use lending_pool::{
    accrue, debt_for_units, debt_for_units_up, debt_rate, lend_rate, shares_for_underlying,
    underlying_for_shares, units_for_debt, units_for_debt_up, PoolLedger, RateModel,
    MAX_RATE_PER_SECOND, WAD,
};
use proptest::prelude::*;

const TEN_YEARS: u64 = 10 * 365 * 24 * 60 * 60;

prop_compose! {
    fn borrowed_ledger()(
        total_deposited in 1u128..1_000_000_000_000_000u128,
        borrow_pct in 0u128..=100u128,
        interest in 0u128..1_000_000_000_000u128,
        start in 0u64..1_000_000u64,
    ) -> PoolLedger {
        let total_borrowed = total_deposited * borrow_pct / 100;
        PoolLedger {
            total_deposited,
            total_borrowed,
            total_debt: total_borrowed + interest,
            total_reserve: 0,
            total_collateral: 0,
            ltv: 8,
            accrual_timestamp: start,
        }
    }
}

prop_compose! {
    fn rate_model()(
        base_rate in 0u128..=MAX_RATE_PER_SECOND,
        multiplier in 0u128..=MAX_RATE_PER_SECOND,
    ) -> RateModel {
        RateModel { base_rate, multiplier }
    }
}

proptest! {
    #[test]
    fn accrual_never_lets_debt_fall_below_units(
        ledger in borrowed_ledger(),
        model in rate_model(),
        reserve_factor in 0u128..=WAD,
        dt in 0u64..TEN_YEARS,
    ) {
        let now = ledger.accrual_timestamp + dt;
        let out = accrue(&ledger, &model, reserve_factor, now).unwrap();
        prop_assert!(out.ledger.total_debt >= out.ledger.total_borrowed);
        prop_assert!(out.ledger.total_debt >= ledger.total_debt);
        prop_assert!(out.reserve_accrued <= out.interest_accrued);
        prop_assert_eq!(out.ledger.total_borrowed, ledger.total_borrowed);
        prop_assert_eq!(out.ledger.accrual_timestamp, now);
    }

    #[test]
    fn rates_only_rise_with_time(
        ledger in borrowed_ledger(),
        model in rate_model(),
        reserve_factor in 0u128..=WAD,
        cash in 0u128..1_000_000_000_000_000u128,
        dt in 1u64..TEN_YEARS,
    ) {
        let supply = ledger.total_deposited;
        let out = accrue(&ledger, &model, reserve_factor, ledger.accrual_timestamp + dt).unwrap();
        prop_assert!(debt_rate(&out.ledger).unwrap() >= debt_rate(&ledger).unwrap());
        prop_assert!(
            lend_rate(&out.ledger, cash, supply).unwrap()
                >= lend_rate(&ledger, cash, supply).unwrap()
        );
    }

    #[test]
    fn accrual_at_the_same_timestamp_is_a_no_op(
        ledger in borrowed_ledger(),
        model in rate_model(),
        reserve_factor in 0u128..=WAD,
    ) {
        let out = accrue(&ledger, &model, reserve_factor, ledger.accrual_timestamp).unwrap();
        prop_assert!(!out.advanced);
        prop_assert_eq!(out.ledger, ledger);
    }

    #[test]
    fn repay_and_redeem_conversions_never_overpay_the_caller(
        amount in 0u128..1_000_000_000_000_000_000_000_000u128,
        rate in WAD..10 * WAD,
    ) {
        // units retired by a repayment are worth no more than what was paid
        let units = units_for_debt(amount, rate).unwrap();
        prop_assert!(debt_for_units(units, rate).unwrap() <= amount);
        prop_assert!(debt_for_units_up(units, rate).unwrap() <= amount);

        let shares = shares_for_underlying(amount, rate).unwrap();
        prop_assert!(underlying_for_shares(shares, rate).unwrap() <= amount);
    }

    #[test]
    fn borrowed_units_cover_the_amount_drawn(
        amount in 1u128..1_000_000_000_000_000_000_000_000u128,
        rate in WAD..10 * WAD,
    ) {
        let units = units_for_debt_up(amount, rate).unwrap();
        prop_assert!(units <= amount);
        prop_assert!(debt_for_units(units, rate).unwrap() >= amount);
    }

    #[test]
    fn utilization_stays_a_fraction(
        total_deposited in 0u128..1_000_000_000_000_000_000u128,
        total_borrowed in 0u128..1_000_000_000_000_000_000u128,
        total_reserve in 0u128..1_000_000_000_000_000_000u128,
    ) {
        let utilization =
            RateModel::utilization(total_deposited, total_borrowed, total_reserve).unwrap();
        prop_assert!(utilization <= WAD);
        if total_deposited > 0
            && total_borrowed > 0
            && total_borrowed >= total_deposited.saturating_sub(total_reserve)
        {
            prop_assert_eq!(utilization, WAD);
        }
    }

    #[test]
    fn interleaved_borrows_and_accruals_keep_debt_covered(
        model in rate_model(),
        reserve_factor in 0u128..=WAD,
        steps in prop::collection::vec((0u64..30 * 24 * 60 * 60, 1u128..1_000_000_000_000u128), 1..40),
    ) {
        let mut ledger = PoolLedger::new(8, 0);
        ledger.total_deposited = 1_000_000_000_000_000;
        let mut last_rate = debt_rate(&ledger).unwrap();
        for (dt, amount) in steps {
            let now = ledger.accrual_timestamp + dt;
            ledger = accrue(&ledger, &model, reserve_factor, now).unwrap().ledger;
            let rate = debt_rate(&ledger).unwrap();
            prop_assert!(rate >= last_rate);

            let units = units_for_debt_up(amount, rate).unwrap();
            prop_assert!(debt_for_units(units, rate).unwrap() >= amount);
            ledger.total_borrowed += units;
            ledger.total_debt += amount;
            prop_assert!(ledger.check_invariants().is_ok());
            last_rate = debt_rate(&ledger).unwrap();
            prop_assert!(last_rate >= WAD);
        }
    }
}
####################
### Description of the task
Check each line of the entries for the string "multiplier". Copy the lines that have it.

### Solved exercise
        multiplier in 0u128..=MAX_RATE_PER_SECOND,
        RateModel { base_rate, multiplier }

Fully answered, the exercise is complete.